Distinguishable objects into distinguishable boxes
It is very similar to this question posted.
I'm trying to get python code for this question.
Note although it is similar there is a key difference. i.e.
A bucket can be empty, while the other buckets contain all the items. Even this case will be considered as a separate case.
for example:
Consider I have 3 items A,B,C and 3 buckets B1, B2, B3
The table below will show the expected result:
B1 B2 B3
(A,B,C) () ()
() (A,B,C) ()
() () (A,B,C)
(A) (B) (C)
(A) (C) (B)
(B) (A) (C)
(B) (C) (A)
(C) (B) (A)
(C) (A) (B)
(A,B) (C) ()
(A,B) () (C)
(B,C) (A) ()
(B,C) () (A)
(A,C) (B) ()
(A,C) () (B)
() (A,B) (C)
(C) (A,B) ()
() (B,C) (A)
(A) (B,C) ()
() (A,C) (B)
(B) (A,C) ()
() (C) (A,B)
(C) () (A,B)
() (A) (B,C)
(A) () (B,C)
() (B) (A,C)
(B) () (A,C)
Length is 27.
>>def make_sets(items, num_of_baskets=3):
pass
>>make_sets(('A', 'B', 'C', 'D', 'E'), 3)
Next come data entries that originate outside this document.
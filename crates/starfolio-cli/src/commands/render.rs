//! Text renderer for the live session.
//!
//! Prints one status line whenever something a renderer would draw
//! differently has changed.

use std::io::Write;

use starfolio_core::{EyesMood, FrameView, Renderer};
use tracing::debug;

#[derive(Debug, Clone, Copy, PartialEq)]
struct Shown {
    mood: EyesMood,
    devtools_open: bool,
    screen_shake: bool,
    gaze: (i32, i32),
}

pub struct TextRenderer<W: Write> {
    out: W,
    last: Option<Shown>,
}

impl<W: Write> TextRenderer<W> {
    pub fn new(out: W) -> Self {
        Self { out, last: None }
    }
}

impl<W: Write> Renderer for TextRenderer<W> {
    fn render(&mut self, frame: &FrameView) {
        let (gx, gy) = frame.gaze();
        // Gaze is compared in tenths.
        let shown = Shown {
            mood: frame.mood,
            devtools_open: frame.devtools_open,
            screen_shake: frame.screen_shake,
            gaze: ((gx * 10.0).round() as i32, (gy * 10.0).round() as i32),
        };
        if self.last == Some(shown) {
            return;
        }
        self.last = Some(shown);

        let mut line = format!(
            "[{}] eyes {} gaze ({:+.1}, {:+.1})",
            frame.frame_ms, frame.mood, gx, gy
        );
        if frame.devtools_open {
            line.push_str(" devtools");
        }
        if frame.screen_shake {
            line.push_str(" shake");
        }
        if let Err(e) = writeln!(self.out, "{line}") {
            debug!(error = %e, "frame line not written");
        }
    }
}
I'm expecting the output of a function to give me these combinations in a form of list of lists of tuples. I'm saying this again the number of items is variable and the number of buckets is variable too.
** Please provide python code for the make_sets function.
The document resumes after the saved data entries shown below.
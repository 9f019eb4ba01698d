use serde::{Deserialize, Serialize};
use std::io::Write;

use crate::error::ChimeError;

#[derive(Debug, Clone, Copy, PartialEq, Eq, Serialize, Deserialize)]
#[serde(rename_all = "lowercase")]
pub enum Waveform {
    Sine,
    Triangle,
}

/// One note of the unlock chime.
#[derive(Debug, Clone, Copy, PartialEq, Serialize, Deserialize)]
pub struct ChimeTone {
    pub waveform: Waveform,
    pub frequency_hz: f32,
    /// Offset from the start of the chime, seconds.
    pub start_s: f32,
    pub stop_s: f32,
    /// Starting gain; ramps linearly to 0.01 at `stop_s`.
    pub gain: f32,
}

const fn tone(waveform: Waveform, frequency_hz: f32, start_s: f32, stop_s: f32, gain: f32) -> ChimeTone {
    ChimeTone {
        waveform,
        frequency_hz,
        start_s,
        stop_s,
        gain,
    }
}

/// Rising C-major arpeggio with a triangle harmony and a C7 shimmer.
pub const LEVEL_UP: &[ChimeTone] = &[
    tone(Waveform::Sine, 523.25, 0.0, 0.5, 0.3),
    tone(Waveform::Sine, 659.25, 0.1, 0.5, 0.3),
    tone(Waveform::Sine, 783.99, 0.2, 0.5, 0.3),
    tone(Waveform::Sine, 1046.50, 0.3, 0.5, 0.3),
    tone(Waveform::Triangle, 1046.50, 0.0, 0.4, 0.15),
    tone(Waveform::Triangle, 1318.51, 0.15, 0.4, 0.15),
    tone(Waveform::Triangle, 1567.98, 0.3, 0.4, 0.15),
    tone(Waveform::Sine, 2093.0, 0.2, 0.6, 0.1),
];

/// Audio cue played when a toast appears.
///
/// Implementations may fail; callers log and move on.
pub trait Chime: Send {
    fn play(&self, tones: &[ChimeTone]) -> Result<(), ChimeError>;
}

/// No audio backend.
#[derive(Debug, Clone, Copy, Default)]
pub struct SilentChime;

impl Chime for SilentChime {
    fn play(&self, _tones: &[ChimeTone]) -> Result<(), ChimeError> {
        Ok(())
    }
}

/// Rings the terminal bell on stderr.
#[derive(Debug, Clone, Copy, Default)]
pub struct TerminalBell;

impl Chime for TerminalBell {
    fn play(&self, tones: &[ChimeTone]) -> Result<(), ChimeError> {
        if tones.is_empty() {
            return Err(ChimeError::Unavailable("empty chime".into()));
        }
        let mut err = std::io::stderr().lock();
        err.write_all(b"\x07")?;
        err.flush()?;
        Ok(())
    }
}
If someone can explain the math combinatorics. I'd greatly appreciate that too. I spent more than 2 days on this problem without reaching a definite solution.
Think about bringing in the items one by one, and each of them having to select a box to land on.
Start with the first item, it has n possible choices. Now the second item comes in, it also has n possible box choices. Since items and boxes are all distinguishable, we do not need to worry about discounting permutations (as one usually needs to do for indistinguishable items). The total number of different possibilities up to this point is n x n.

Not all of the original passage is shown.